Background information
- Born: Robin Duncan Harry Williamson 24 November 1943 (age 82) Edinburgh, Scotland
- Genres: Folk, folk rock, psychedelic folk, classical, celtic
- Occupations: Singer, songwriter
- Instruments: Vocals, guitar, harp, violin, flute, keyboards, mandolin, gimbri, banjo, bass
- Years active: 1963–present
- Formerly of: The Incredible String Band

= Robin Williamson =

Scottish singer songwriter (born 1943)

Robin Duncan Harry Williamson (born 24 November 1943) is a Scottish multi-instrumentalist, singer, songwriter, and storyteller who was a founding member of the Incredible String Band, as well as having a solo career.

==Career==
Williamson lived in the Fairmilehead area of Edinburgh and attended George Watson's College before leaving at the age of 15 to become a professional musician. He performed in local jazz bands with Gerard Dott (later to be a member of the Incredible String Band) before turning to traditional music as a singer and guitarist. By 1961 he had met and begun sharing a flat with Bert Jansch, and in 1963 they travelled to London to play the metropolitan folk circuit. By 1965 he had returned to Edinburgh and formed a duo with Clive Palmer, specializing in fiddle and banjo arrangements of traditional Scottish and Irish songs. Joe Boyd signed them to Elektra Records in 1966, by which time they had hired a third member, Mike Heron. As resident band at Clive's Incredible Folk Club in Glasgow, they called themselves the Incredible String Band.

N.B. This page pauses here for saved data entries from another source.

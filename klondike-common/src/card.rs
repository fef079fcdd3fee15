use rand::{SeedableRng, rngs::StdRng, seq::SliceRandom};
use smallvec::SmallVec;

pub const MAX_RANK: u8 = 13;
pub const MAX_SUIT: u8 = 4;
pub const MAX_CARD: u8 = MAX_SUIT * MAX_RANK;

const RANKS: [&str; 13] = [
    "A", "2", "3", "4", "5", "6", "7", "8", "9", "10", "J", "Q", "K",
];

/// A short run of cards: a drag payload, an animation batch or a logged move.
pub type Run = SmallVec<[Card; 13]>;

#[derive(Debug, Clone, Copy, PartialEq, Eq, Hash)]
pub enum Suit {
    Spade,
    Heart,
    Diamond,
    Club,
}

impl Suit {
    pub const ALL: [Suit; 4] = [Suit::Spade, Suit::Heart, Suit::Diamond, Suit::Club];

    pub fn index(self) -> u8 {
        self as u8
    }

    pub fn symbol(self) -> char {
        match self {
            Suit::Spade => '♠',
            Suit::Heart => '♥',
            Suit::Diamond => '♦',
            Suit::Club => '♣',
        }
    }

    pub fn color(self) -> Color {
        match self {
            Suit::Heart | Suit::Diamond => Color::Red,
            Suit::Spade | Suit::Club => Color::Black,
        }
    }
}

#[derive(Debug, Clone, Copy, PartialEq, Eq)]
pub enum Color {
    Red,
    Black,
}

#[derive(Debug, Clone, Copy, PartialEq, Eq, Hash)]
pub struct Card {
    id: u8,
    pub face_up: bool,
}

impl Card {
    pub fn new_with_id(id: u8) -> Self {
        debug_assert!(id < MAX_CARD);
        Self { id, face_up: false }
    }

    /// `rank` is zero based: 0 is the Ace, 12 the King.
    pub fn new(rank: u8, suit: Suit) -> Self {
        Self::new_with_id(suit.index() * MAX_RANK + rank)
    }

    pub fn turned_up(mut self) -> Self {
        self.face_up = true;
        self
    }

    pub fn turned_down(mut self) -> Self {
        self.face_up = false;
        self
    }

    pub fn id(&self) -> u8 {
        self.id
    }

    pub fn rank(&self) -> u8 {
        self.id % MAX_RANK
    }

    pub fn suit(&self) -> Suit {
        Suit::ALL[(self.id / MAX_RANK) as usize]
    }

    pub fn color(&self) -> Color {
        self.suit().color()
    }

    pub fn is_ace(&self) -> bool {
        self.rank() == 0
    }

    pub fn is_king(&self) -> bool {
        self.rank() == MAX_RANK - 1
    }

    /// Same (suit, rank), regardless of which side is showing.
    pub fn same_card(&self, other: &Card) -> bool {
        self.id == other.id
    }

    pub fn rank_label(&self) -> &'static str {
        RANKS[self.rank() as usize]
    }

    pub fn pretty_print(&self) -> String {
        format!("{}{}", self.rank_label(), self.suit().symbol())
    }
}

/// All 52 cards, face-down, grouped by suit in ascending rank.
pub fn new_deck() -> Vec<Card> {
    (0..MAX_CARD).map(Card::new_with_id).collect()
}

pub fn shuffled_deck(seed: u64) -> Vec<Card> {
    let mut deck = new_deck();
    let mut rng = StdRng::seed_from_u64(seed);
    deck.shuffle(&mut rng);
    deck
}

#[cfg(test)]
mod tests {
    use super::*;

    #[test]
    fn test_new_deck_is_unique() {
        let deck = new_deck();
        assert_eq!(deck.len(), 52);
        for (i, card) in deck.iter().enumerate() {
            assert_eq!(card.id() as usize, i);
            assert!(!card.face_up);
        }
    }

    #[test]
    fn test_rank_and_suit() {
        let card = Card::new(11, Suit::Diamond);
        assert_eq!(card.rank(), 11);
        assert_eq!(card.suit(), Suit::Diamond);
        assert_eq!(card.color(), Color::Red);
        assert_eq!(card.pretty_print(), "Q♦");
        assert!(Card::new(0, Suit::Club).is_ace());
        assert!(Card::new(12, Suit::Spade).is_king());
        assert_eq!(Card::new(9, Suit::Spade).rank_label(), "10");
    }

    #[test]
    fn test_same_card_ignores_face() {
        let down = Card::new(4, Suit::Heart);
        let up = down.turned_up();
        assert_ne!(down, up);
        assert!(down.same_card(&up));
    }

    #[test]
    fn test_shuffled_deck_is_seeded() {
        let a = shuffled_deck(42);
        let b = shuffled_deck(42);
        assert_eq!(a, b);
        let mut ids: Vec<u8> = a.iter().map(|c| c.id()).collect();
        ids.sort_unstable();
        assert_eq!(ids, (0..52).collect::<Vec<u8>>());
    }
}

Between 1966 and 1974 the Incredible String Band, now led by Williamson and Heron, released some 13 albums. The group also included Williamson's girlfriend Licorice McKechnie.

Williamson released his first solo album, Myrrh, in 1971 when still a member of the Incredible String Band. After the band split up in 1974, he began living in Los Angeles and, for a while, turned his attention to writing, co-writing an espionage novel, The Glory Trap. Many of his albums are released by his label, Pig's Whisker Music.

By 1976 he had returned to music, forming the Merry Band with Sylvia Woods (Celtic harp), Jerry McMillan (fiddle), and Chris Caswell (flutes, and wire-strung harp). They toured extensively for three years throughout the US, Canada, and Europe, and released three albums: Journey's Edge, American Stonehenge, and A Glint at the Kindling.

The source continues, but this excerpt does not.